The mineral talc in powdered form absorbs moisture and cuts down on friction, which is why it’s popular for preventing rashes and keeping skin dry.
According to the American Cancer Society, talc in its natural form contains asbestos, a known carcinogen. But, the society says, all talcum products used in American households have been asbestos-free since the 1970s.
Lawsuits filed on behalf of ovarian cancer patients allege that the talc itself is the culprit.
So what is the cancer society’s opinion on powder and cancer? “Research in this area continues,” it says on its website.
The U.S. National Toxicology Program, whose members come from the Food and Drug Administration, the Centers for Disease Control and Prevention, and National Institutes of Health, has not “fully reviewed talc as a possible carcinogen,” according to the cancer society.
The concern has been that talcum powder might cause cancer if the powder particles — applied to the genital area, on sanitary napkins, diaphragms or condoms — travel through the vagina, uterus and fallopian tubes to the ovaries.
The 1999 report that concluded talc use could be the cause of about 2,000 cases of ovarian cancers in the United States each year said that “balanced against what are primarily aesthetic reasons for using talc in genital hygiene, the risk benefit decision is not complex.
“Appropriate warnings should be provided to women about the potential risks of regular use of talc in the genital area.”
The findings of studies in both women and lab animals have been mixed, says the American Cancer Society. Some have reported a slightly increased risk, some none at all.
“For any individual woman, if there is an increased risk, the overall increase is likely to very be small,” says the cancer society.
But that’s not what a federal jury in Sioux Falls, S.D., said in October 2013. After a two-week trial it decided that Deane Berg’s use of Johnson & Johnson products containing talcum did, in fact, contribute to her ovarian cancer.
The jury also decided that the company should warn customers about the link between ovarian cancer and using talc-based body powder for feminine hygiene.

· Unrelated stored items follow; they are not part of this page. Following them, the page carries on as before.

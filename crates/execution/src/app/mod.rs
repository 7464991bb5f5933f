// Path: crates/execution/src/app/mod.rs
mod end_block;
mod query;
mod state_machine;

use crate::util::write_genesis_state;
use meridian_api::services::access::ServiceDirectory;
use meridian_api::services::BlockchainService;
use meridian_api::state::{StateAccess, StateAccessExt, StateOverlay};
use meridian_services::standard_services;
use meridian_state::InMemoryState;
use meridian_tx::UnifiedTransactionModel;
use meridian_types::app::{ChainId, ChainStatus, KernelEvent, TxReceipt};
use meridian_types::config::{GenesisConfig, NodeConfig};
use meridian_types::error::{ChainError, CoreError, TransactionError};
use meridian_types::keys::STATUS_KEY;
use meridian_types::service_configs::MultisigParams;
use serde::{Deserialize, Serialize};
use std::fmt::Debug;
use std::sync::Arc;

/// Represents the initialization state of the chain's genesis.
#[derive(Debug, Clone, Copy, PartialEq, Eq)]
pub enum GenesisState {
    /// Genesis has not been written or loaded.
    Pending,
    /// Genesis is committed; blocks may be applied.
    Ready {
        /// The chain ID as loaded from configuration.
        chain_id: ChainId,
    },
}

/// What applying one block produced.
#[derive(Serialize, Deserialize, Debug, Clone, PartialEq, Eq)]
pub struct BlockOutcome {
    /// The committed height.
    pub height: u64,
    /// One receipt per transaction, in block order.
    pub receipts: Vec<TxReceipt>,
    /// Events emitted by end-block hooks.
    pub end_block_events: Vec<KernelEvent>,
}

impl BlockOutcome {
    /// The number of transactions that were applied.
    pub fn successful(&self) -> usize {
        self.receipts.iter().filter(|r| r.is_success()).count()
    }
}

/// The state machine that orchestrates block execution, service dispatch, and
/// state commits.
///
/// `S` is the committed key space. It is written only by the final
/// `batch_apply` of a block (or of genesis); everything before that happens in
/// overlays that are dropped on failure.
pub struct ExecutionMachine<S: StateAccess = InMemoryState> {
    store: S,
    chain_id: ChainId,
    services: ServiceDirectory,
    transaction_model: UnifiedTransactionModel,
    status: ChainStatus,
    genesis_state: GenesisState,
}

impl<S: StateAccess> Debug for ExecutionMachine<S> {
    fn fmt(&self, f: &mut std::fmt::Formatter<'_>) -> std::fmt::Result {
        f.debug_struct("ExecutionMachine")
            .field("chain_id", &self.chain_id)
            .field("status", &self.status)
            .field("genesis_state", &self.genesis_state)
            .field("services", &self.services)
            .finish()
    }
}

impl ExecutionMachine<InMemoryState> {
    /// Builds an in-memory machine from a node configuration and commits its
    /// genesis.
    pub fn from_config(config: &NodeConfig) -> Result<Self, ChainError> {
        let mut machine = Self::new(InMemoryState::new(), config.chain_id, config.multisig)
            .map_err(|e| ChainError::Genesis(e.to_string()))?;
        machine.init_genesis(&config.genesis)?;
        Ok(machine)
    }
}

impl<S: StateAccess> ExecutionMachine<S> {
    /// Creates a machine over `store` with the built-in services.
    pub fn new(store: S, chain_id: ChainId, multisig: MultisigParams) -> Result<Self, CoreError> {
        let services = standard_services(multisig)?;
        tracing::debug!(
            target: "execution",
            chain_id = chain_id.0,
            services = ?services,
            "Execution machine created."
        );
        Ok(Self {
            store,
            chain_id,
            services,
            transaction_model: UnifiedTransactionModel::new(),
            status: ChainStatus::default(),
            genesis_state: GenesisState::Pending,
        })
    }

    /// Writes the genesis state and an initial status at height zero in one commit.
    ///
    /// Fails if the store already holds a chain status.
    pub fn init_genesis(&mut self, genesis: &GenesisConfig) -> Result<(), ChainError> {
        if self.store.contains(STATUS_KEY)? {
            return Err(ChainError::Genesis("chain status already present".into()));
        }
        let status = ChainStatus::default();
        let (inserts, deletes) = {
            let mut overlay = StateOverlay::new(&self.store);
            write_genesis_state(&mut overlay, genesis)?;
            overlay.insert_encoded(STATUS_KEY, &status)?;
            overlay.into_ordered_batch()
        };
        self.store.batch_apply(&inserts, &deletes)?;
        self.status = status;
        self.genesis_state = GenesisState::Ready {
            chain_id: self.chain_id,
        };
        tracing::info!(
            target: "execution",
            event = "genesis_ready",
            chain_id = self.chain_id.0,
            keys = inserts.len(),
            "Committed genesis state."
        );
        Ok(())
    }

    /// Resumes from a store that already holds a chain status, or writes
    /// `genesis` if it does not.
    pub fn load_or_initialize_status(&mut self, genesis: &GenesisConfig) -> Result<(), ChainError> {
        match self.store.get_decoded::<ChainStatus>(STATUS_KEY)? {
            Some(status) => {
                tracing::info!(
                    target: "execution",
                    event = "status_loaded",
                    height = status.height,
                    "Loaded existing chain status."
                );
                self.status = status;
                self.genesis_state = GenesisState::Ready {
                    chain_id: self.chain_id,
                };
                Ok(())
            }
            None => {
                tracing::info!(
                    target: "execution",
                    event = "status_init",
                    "No existing chain status found. Initializing genesis."
                );
                self.init_genesis(genesis)
            }
        }
    }

    /// The chain this machine executes.
    pub fn chain_id(&self) -> ChainId {
        self.chain_id
    }

    /// Height and transaction count of the last committed block.
    pub fn status(&self) -> &ChainStatus {
        &self.status
    }

    /// Whether genesis has been committed.
    pub fn genesis_state(&self) -> GenesisState {
        self.genesis_state
    }

    /// The committed key space.
    pub fn committed_state(&self) -> &S {
        &self.store
    }

    /// The registered services.
    pub fn services(&self) -> &ServiceDirectory {
        &self.services
    }

    /// Consumes the machine and returns the committed key space.
    pub fn into_store(self) -> S {
        self.store
    }

    fn service<T: BlockchainService>(&self) -> Result<Arc<T>, TransactionError> {
        self.services.get::<T>().ok_or_else(|| {
            TransactionError::Invalid(format!(
                "required service '{}' is not registered",
                std::any::type_name::<T>()
            ))
        })
    }
}
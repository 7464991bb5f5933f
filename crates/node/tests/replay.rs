// Path: crates/node/tests/replay.rs

use meridian_node::{load_blocks, load_config, replay};
use meridian_test_utils::assert_ok;
use meridian_test_utils::fixtures::{
    account, block, confirm, submit, validator, Fixtures, GenesisBuilder,
};
use meridian_types::app::CallPayload;

#[test]
fn replays_files_into_summary() {
    let fixtures = Fixtures::new().unwrap();
    let cfg = GenesisBuilder::new()
        .with_validators(3)
        .with_bounds(1, 10)
        .node_config();
    let blocks = vec![
        block(
            1,
            vec![submit(
                1,
                CallPayload::AddValidator {
                    validator: validator(4),
                },
                "add-4",
            )],
        ),
        block(
            2,
            vec![
                confirm(2, 1),
                submit(1, CallPayload::CancelUpgrade, "cancel"),
            ],
        ),
    ];
    let config_path = fixtures.write_config("node.toml", &cfg).unwrap();
    let blocks_path = fixtures.write_blocks("blocks.json", &blocks).unwrap();

    let cfg = assert_ok!(load_config(&config_path));
    let blocks = assert_ok!(load_blocks(&blocks_path));
    let summary = assert_ok!(replay(&cfg, &blocks));

    assert_eq!(summary.status.height, 2);
    assert_eq!(summary.status.total_transactions, 3);
    assert_eq!(summary.validators.len(), 4);
    assert!(summary.validators.iter().any(|v| v.address == account(4)));
    assert_eq!(summary.quorum, 3);
    assert_eq!(summary.last_call_id, 2);
    assert_eq!(summary.pending_calls.len(), 1);
    assert_eq!(summary.pending_calls[0].unique_id, "cancel");

    let json = serde_json::to_value(&summary).unwrap();
    assert_eq!(json["blocks"].as_array().map(Vec::len), Some(2));
}

#[test]
fn replay_stops_at_out_of_order_block() {
    let cfg = GenesisBuilder::new().with_validators(1).node_config();
    let err = replay(&cfg, &[block(2, vec![])]).unwrap_err();
    assert!(format!("{:#}", err).contains("applying block 2"));
}

#[test]
fn malformed_config_is_reported_with_path() {
    let fixtures = Fixtures::new().unwrap();
    let path = fixtures.write("node.toml", "chain_id = \"x\"").unwrap();
    let err = load_config(&path).unwrap_err();
    assert!(format!("{}", err).contains("parsing config"));
}
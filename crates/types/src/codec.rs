// Path: crates/types/src/codec.rs

//! Defines the canonical, deterministic binary codec for all consensus-critical state.
//!
//! This module provides thin wrappers around `parity-scale-codec` (SCALE). Every record
//! the governance engine persists (validators, calls, balances, upgrade plans) goes
//! through these two functions, so all nodes agree on the exact bytes in state.

use parity_scale_codec::{Decode, DecodeAll, Encode};

/// Encodes a value into a deterministic, canonical byte representation using SCALE codec.
///
/// This function should be used for all data that is written to consensus-critical state.
pub fn to_bytes_canonical<T: Encode>(v: &T) -> Result<Vec<u8>, String> {
    Ok(v.encode())
}

/// Decodes a value from a canonical byte representation using SCALE codec.
///
/// Trailing bytes are rejected, so a value only decodes if it was written by
/// [`to_bytes_canonical`] for the same type.
pub fn from_bytes_canonical<T: Decode>(b: &[u8]) -> Result<T, String> {
    T::decode_all(&mut &*b).map_err(|e| format!("canonical decode failed: {}", e))
}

Berg’s lawsuit claimed that she used talcum-based products for hygiene for about 30 years.
The jury’s message, however, seemed mixed. So mixed, in fact, that both sides claimed victory.
Berg’s lawyers, who accused Johnson & Johnson of a cover-up, called it a “great day for women all over the country.” Johnson & Johnson was “pleased.”
“It is important for consumers to know that the safety of cosmetic talc is supported by decades of scientific evidence and independent peer-reviewed studies,” Johnson & Johnson said in a statement after the decision.
The jury agreed with Berg’s claim that the company had been negligent in its failure to warn consumers but did not award her any damages.
The jury also rejected Berg’s claim that Johnson & Johnson was “strictly liable” for that failure, a move that would have resulted in the company’s Shower to Shower body powder being labeled “defective” if it didn’t have a warning label.
The FairWarning report last year found that in the early 1980s, soon after the journal Cancer published the first study proving a link between ovarian cancer and using talcum powder in the genital area, a senior scientist from Johnson & Johnson visited the study’s lead author.
He “spent his time trying to convince me that talc use was a harmless habit,” gynecologist and Harvard Medical School professor Daniel Cramer said in a document filed in court, “while I spent my time trying to persuade him … that women should be advised of this potential risk.”
Lawsuits against Johnson & Johnson charge that the company should have replaced talc in its powders with cornstarch - equally soft on the skin but not linked to any health risks. The company does make some of its powders with cornstarch.
The Jackie Fox case decided this week was the first of about 1,200 ovarian cancer claims filed over the last two years against Johnson & Johnson and Imerys Talc America, according to FairWarning.
The bulk of the cases have been filed in state and federal courts in the St. Louis area. Several more trials are expected later this year.